# Question of your support of Canada in Afghanistan



## threatcon_1 (4 Nov 2006)

Its a simple question. When the Conservative government went into power and Canada had moved up to a leading role in Afghanistan. Did you support the war and the troops at that time? Also, do you support it now? Seeing as how I cant seem to make a poll... please choose any of these responses.

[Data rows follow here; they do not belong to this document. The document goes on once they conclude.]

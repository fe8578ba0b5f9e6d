use time::OffsetDateTime;
use uuid::Uuid;

use crate::domain::game::{Game, Phase, MIN_PLAYERS};
use crate::domain::rotation::StepKind;
use crate::errors::domain::{ConflictKind, DomainError, ValidationKind};

fn lobby_game() -> Game {
    Game::new(
        Uuid::new_v4(),
        "AB12".to_string(),
        "Ann".to_string(),
        OffsetDateTime::UNIX_EPOCH,
    )
}

fn started_game() -> Game {
    let mut g = lobby_game();
    g.join("Bob".to_string()).unwrap();
    g.join("Cid".to_string()).unwrap();
    g.start(OffsetDateTime::UNIX_EPOCH).unwrap();
    g
}

#[test]
fn creator_holds_seat_zero() {
    let g = lobby_game();
    assert_eq!(g.player_count(), 1);
    assert_eq!(g.players[0].seat, 0);
    assert!(g.players[0].is_creator);
    assert_eq!(g.phase(), Phase::Lobby);
}

#[test]
fn join_assigns_dense_seats() {
    let mut g = lobby_game();
    assert_eq!(g.join("Bob".to_string()).unwrap(), 1);
    assert_eq!(g.join("Cid".to_string()).unwrap(), 2);
    // Duplicate names are allowed and still get fresh seats.
    assert_eq!(g.join("Bob".to_string()).unwrap(), 3);
    assert!(!g.players[3].is_creator);
}

#[test]
fn join_after_start_fails_and_roster_is_unchanged() {
    let mut g = started_game();
    let err = g.join("Dee".to_string()).unwrap_err();
    assert!(matches!(
        err,
        DomainError::Conflict(ConflictKind::GameAlreadyStarted, _)
    ));
    assert_eq!(g.player_count(), 3);
}

#[test]
fn start_requires_minimum_roster() {
    let mut g = lobby_game();
    g.join("Bob".to_string()).unwrap();
    assert!(g.player_count() < MIN_PLAYERS);
    let err = g.start(OffsetDateTime::UNIX_EPOCH).unwrap_err();
    assert!(matches!(
        err,
        DomainError::Validation(ValidationKind::TooFewPlayers, _)
    ));
    assert!(!g.started);
    assert!(g.chains.is_empty());
}

#[test]
fn start_allocates_one_chain_per_seat_and_is_guarded() {
    let mut g = started_game();
    assert!(g.started);
    assert_eq!(g.chains.len(), 3);
    assert_eq!(g.phase(), Phase::Seeding);
    for (i, c) in g.chains.iter().enumerate() {
        assert_eq!(c.slot as usize, i);
        assert_eq!(c.seed_creator as usize, i);
        assert!(c.seed_word.is_none());
    }

    // A second start must not re-append chains.
    let err = g.start(OffsetDateTime::UNIX_EPOCH).unwrap_err();
    assert!(matches!(
        err,
        DomainError::Conflict(ConflictKind::GameAlreadyStarted, _)
    ));
    assert_eq!(g.chains.len(), 3);
}

#[test]
fn submit_seed_targets_own_slot() {
    let mut g = started_game();
    g.submit_seed(1, "dog".to_string()).unwrap();
    assert_eq!(g.chains[1].seed_word.as_deref(), Some("dog"));

    let err = g.submit_seed(1, "ferret".to_string()).unwrap_err();
    assert!(matches!(
        err,
        DomainError::Conflict(ConflictKind::DuplicateSeed, _)
    ));

    let err = g.submit_seed(7, "owl".to_string()).unwrap_err();
    assert!(matches!(
        err,
        DomainError::Validation(ValidationKind::InvalidSeat, _)
    ));
}

#[test]
fn seed_before_start_is_rejected() {
    let mut g = lobby_game();
    let err = g.submit_seed(0, "cat".to_string()).unwrap_err();
    assert!(matches!(
        err,
        DomainError::Conflict(ConflictKind::GameNotStarted, _)
    ));
}

#[test]
fn chain_at_is_bounds_checked() {
    let g = started_game();
    assert!(g.chain_at(2).is_ok());
    let err = g.chain_at(3).unwrap_err();
    assert!(matches!(
        err,
        DomainError::Validation(ValidationKind::InvalidSlot, _)
    ));
}

#[test]
fn full_rotation_scenario() {
    // Ann (0), Bob (1), Cid (2); seeds "cat", "dog", "fish".
    let mut g = started_game();
    g.submit_seed(0, "cat".to_string()).unwrap();
    g.submit_seed(1, "dog".to_string()).unwrap();
    g.submit_seed(2, "fish".to_string()).unwrap();
    assert_eq!(g.phase(), Phase::Relay);

    // Slot 0: Bob draws the seed, Cid names the drawing.
    let claim = g.claim_next(0).unwrap();
    assert_eq!(claim.prompt, "cat");
    assert_eq!(claim.expected_author, 1);
    assert_eq!(claim.expected_kind, StepKind::Drawing);
    g.submit_step(0, 1, StepKind::Drawing, "cat.png".to_string())
        .unwrap();

    let claim = g.claim_next(0).unwrap();
    assert_eq!(claim.prompt, "cat.png");
    assert_eq!(claim.expected_author, 2);
    assert_eq!(claim.expected_kind, StepKind::Word);
    let outcome = g
        .submit_step(0, 2, StepKind::Word, "kitten".to_string())
        .unwrap();
    assert!(outcome.chain_completed);
    assert!(g.chain_at(0).unwrap().is_complete(3));

    // The game completes only once slots 1 and 2 also finish.
    assert!(!g.is_complete());
    for slot in [1u8, 2] {
        for _ in 0..2 {
            let claim = g.claim_next(slot).unwrap();
            g.submit_step(
                slot,
                claim.expected_author,
                claim.expected_kind,
                "next".to_string(),
            )
            .unwrap();
        }
    }
    assert!(g.is_complete());
    assert_eq!(g.phase(), Phase::Complete);

    let err = g.claim_next(0).unwrap_err();
    assert!(matches!(
        err,
        DomainError::Conflict(ConflictKind::ChainComplete, _)
    ));
}

#[test]
fn submit_step_rejects_out_of_range_author() {
    let mut g = started_game();
    g.submit_seed(0, "cat".to_string()).unwrap();
    g.claim_next(0).unwrap();
    let err = g
        .submit_step(0, 9, StepKind::Drawing, "cat.png".to_string())
        .unwrap_err();
    assert!(matches!(
        err,
        DomainError::Validation(ValidationKind::InvalidSeat, _)
    ));
}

1.Yes I supported Canada's role in the beginning, I still support it now!
2.I did support Canada's role in the beginning, but I don't anymore.
3.At first I did not support Canada's role but I do now
4.I did not support Canada's role then and I still dont
5.undecided

Note: I'm well aware that the Conservative Government  were not the ones responsible for getting troops in Afghanistan. However, many a student in my school had only begun to notice Canada's role in Afghanistan when the Conservatives went into power. So I have to keep up with them.  Thank you in advance.


----------



## tomahawk6 (4 Nov 2006)

threatcon_1 said:
			
		

> Its a simple question. When the Conservative government went into power and Canada had moved up to a leading role in Afghanistan. Did you support the war and the troops at that time? Also, do you support it now? Seeing as how I cant seem to make a poll... please choose any of these responses.
> 
> 1.Yes I supported Canada's role in the beginning, I still support it now!
> 2.I did support Canada's role in the beginning, but I don't anymore.
> ...



Lets see you come to a military forum and want to take a poll ? You wont get any takers. However, you might peruse the threads in the military news section to get an overall impression of what folks here think.


----------



## Bruce Monkhouse (4 Nov 2006)

Locked....and soon to be trashed.


----------



## paracowboy (4 Nov 2006)

threat,

pm me with the reason for this poll. Perhaps we can find a way to achieve your endstate without raising the hackles of every military member on this site. As it is, Bruce saved you quiet a bit of heartache.


----------